One day, don’t be surprised if you see empty driver’s seats in big rigs criss-crossing America’s highways. No, this is not the result of the Earth passing through a comet’s tail or an old episode of The Simpsons. Those eighteen-wheelers are most likely equipped with self-driving, or autonomous, capability.
One company to outfit such trucks is Otto. Founded by former Google members, the self-driving trucking start-up was acquired last year by Uber, the leader in ride-sharing services. The resulting self-driving truck made its first trek this month, where it traveled 120 miles over two hours from Fort Collins, CO to Colorado Springs, with 50,000 cans of Budweiser beer.
Otto’s autonomous $30,000 truck-driving system consists of four key parts. The first is a large forward-facing camera placed on top of the truck cabin roof. Three LiDAR detection units composed the second part. LiDAR scans the area around it like radar, but uses lasers instead of radio waves. A standard radar mounted on the bumper comprises the third part. Finally, detailed maps from the navigation system provides the fourth.
Otto’s autonomous system is simple to operate. Once the driver gets the vehicle on the road, they simply press a button. The system takes over where it maintains safe driving distances from other vehicles around it while changing lanes only when necessary. The driver can turn off the system and assume driving duties again once the destination is reached.

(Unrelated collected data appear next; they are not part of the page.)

//! Pluggable persistence for the session store.
//!
//! The default implementation mirrors a well-worn pattern for small local
//! stores: one append-only JSONL file per session for messages, a sibling
//! JSON file for the rolling summary, and one JSON file per session under a
//! `meta/` directory for the index so metadata listing never has to read a
//! full transcript.

use super::types::{SessionMeta, SessionSummary};
use crate::types::ChatMessage;
use crate::utils;
use std::fs;
use std::io::{self, BufRead, Write};
use std::path::PathBuf;

/// Narrow persistence interface the session store talks to. Kept separate
/// from `SessionStore` so the on-disk layout can be swapped (e.g. for an
/// in-memory fake in tests) without touching compaction or chain-safety
/// logic.
pub trait SessionStorage: Send + Sync {
    fn load_all_session_metas(&self) -> io::Result<Vec<SessionMeta>>;
    fn save_session_meta(&self, meta: &SessionMeta) -> io::Result<()>;
    fn append_message(&self, session_id: &str, msg: &ChatMessage) -> io::Result<()>;
    fn load_messages(&self, session_id: &str) -> io::Result<Vec<ChatMessage>>;
    fn clear_messages(&self, session_id: &str) -> io::Result<()>;
    fn load_summary(&self, session_id: &str) -> io::Result<Option<SessionSummary>>;
    fn save_summary(&self, session_id: &str, summary: &SessionSummary) -> io::Result<()>;
    fn clear_summary(&self, session_id: &str) -> io::Result<()>;
}

/// JSONL-on-disk implementation rooted at `~/.convoy/sessions/` by default.
pub struct JsonlSessionStorage {
    root: PathBuf,
}

impl JsonlSessionStorage {
    pub fn new(root: PathBuf) -> io::Result<Self> {
        fs::create_dir_all(root.join("meta"))?;
        Ok(JsonlSessionStorage { root })
    }

    fn messages_path(&self, session_id: &str) -> PathBuf {
        self.root.join(format!("{}.jsonl", utils::safe_filename(session_id)))
    }

    fn summary_path(&self, session_id: &str) -> PathBuf {
        self.root.join(format!("{}.summary.json", utils::safe_filename(session_id)))
    }

    fn meta_path(&self, session_id: &str) -> PathBuf {
        self.root.join("meta").join(format!("{}.json", utils::safe_filename(session_id)))
    }
}

impl SessionStorage for JsonlSessionStorage {
    fn load_all_session_metas(&self) -> io::Result<Vec<SessionMeta>> {
        let mut metas = Vec::new();
        let dir = self.root.join("meta");
        if !dir.exists() {
            return Ok(metas);
        }
        for entry in fs::read_dir(dir)?.flatten() {
            let path = entry.path();
            if path.extension().map_or(true, |e| e != "json") {
                continue;
            }
            if let Ok(content) = fs::read_to_string(&path) {
                if let Ok(meta) = serde_json::from_str::<SessionMeta>(&content) {
                    metas.push(meta);
                }
            }
        }
        Ok(metas)
    }

    fn save_session_meta(&self, meta: &SessionMeta) -> io::Result<()> {
        let path = self.meta_path(&meta.id);
        fs::write(path, serde_json::to_string_pretty(meta)?)
    }

    fn append_message(&self, session_id: &str, msg: &ChatMessage) -> io::Result<()> {
        let path = self.messages_path(session_id);
        let mut file = fs::OpenOptions::new().create(true).append(true).open(path)?;
        writeln!(file, "{}", serde_json::to_string(msg)?)
    }

    fn load_messages(&self, session_id: &str) -> io::Result<Vec<ChatMessage>> {
        let path = self.messages_path(session_id);
        if !path.exists() {
            return Ok(Vec::new());
        }
        let file = fs::File::open(path)?;
        let reader = io::BufReader::new(file);
        let mut out = Vec::new();
        for line in reader.lines() {
            let line = line?;
            if line.trim().is_empty() {
                continue;
            }
            if let Ok(msg) = serde_json::from_str::<ChatMessage>(&line) {
                out.push(msg);
            }
        }
        Ok(out)
    }

    fn clear_messages(&self, session_id: &str) -> io::Result<()> {
        let path = self.messages_path(session_id);
        if path.exists() {
            fs::remove_file(path)?;
        }
        Ok(())
    }

    fn load_summary(&self, session_id: &str) -> io::Result<Option<SessionSummary>> {
        let path = self.summary_path(session_id);
        if !path.exists() {
            return Ok(None);
        }
        let content = fs::read_to_string(path)?;
        Ok(serde_json::from_str(&content).ok())
    }

    fn save_summary(&self, session_id: &str, summary: &SessionSummary) -> io::Result<()> {
        let path = self.summary_path(session_id);
        fs::write(path, serde_json::to_string_pretty(summary)?)
    }

    fn clear_summary(&self, session_id: &str) -> io::Result<()> {
        let path = self.summary_path(session_id);
        if path.exists() {
            fs::remove_file(path)?;
        }
        Ok(())
    }
}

Lior Ron, co-founder of Otto, states: “The technology is ready to start doing these commercial pilots. Over the next couple of years, we’ll continue to develop the tech, so it’s actually ready to encounter every condition on the road.”
There are numerous benefits to roll out such technologies in the trucking industry. Approximately 70 percent of America’s freight is hauled around by truck. There are around 3 million drivers behind the wheel, an insufficient number to handle the demand which continues to grow as more people shop online. Hiring new drivers does not solve the problem, with most quitting after the first year. The result has been roughly 400,000 truck-involved accidents each year, with around 4,000 fatalities. Human error is nearly always to blame in these cases. Costs also range in the billions.
Otto currently has a fleet of six vehicles it’s testing in the San Francisco Bay Area. As the company refines the technology, it looks forward to such goals as navigating crowded city streets with other drivers, handling construction zones and even self-park.
Other companies developing autonomous trucks include Volvo and Daimler, the parent company of Mercedes-Benz and Smart.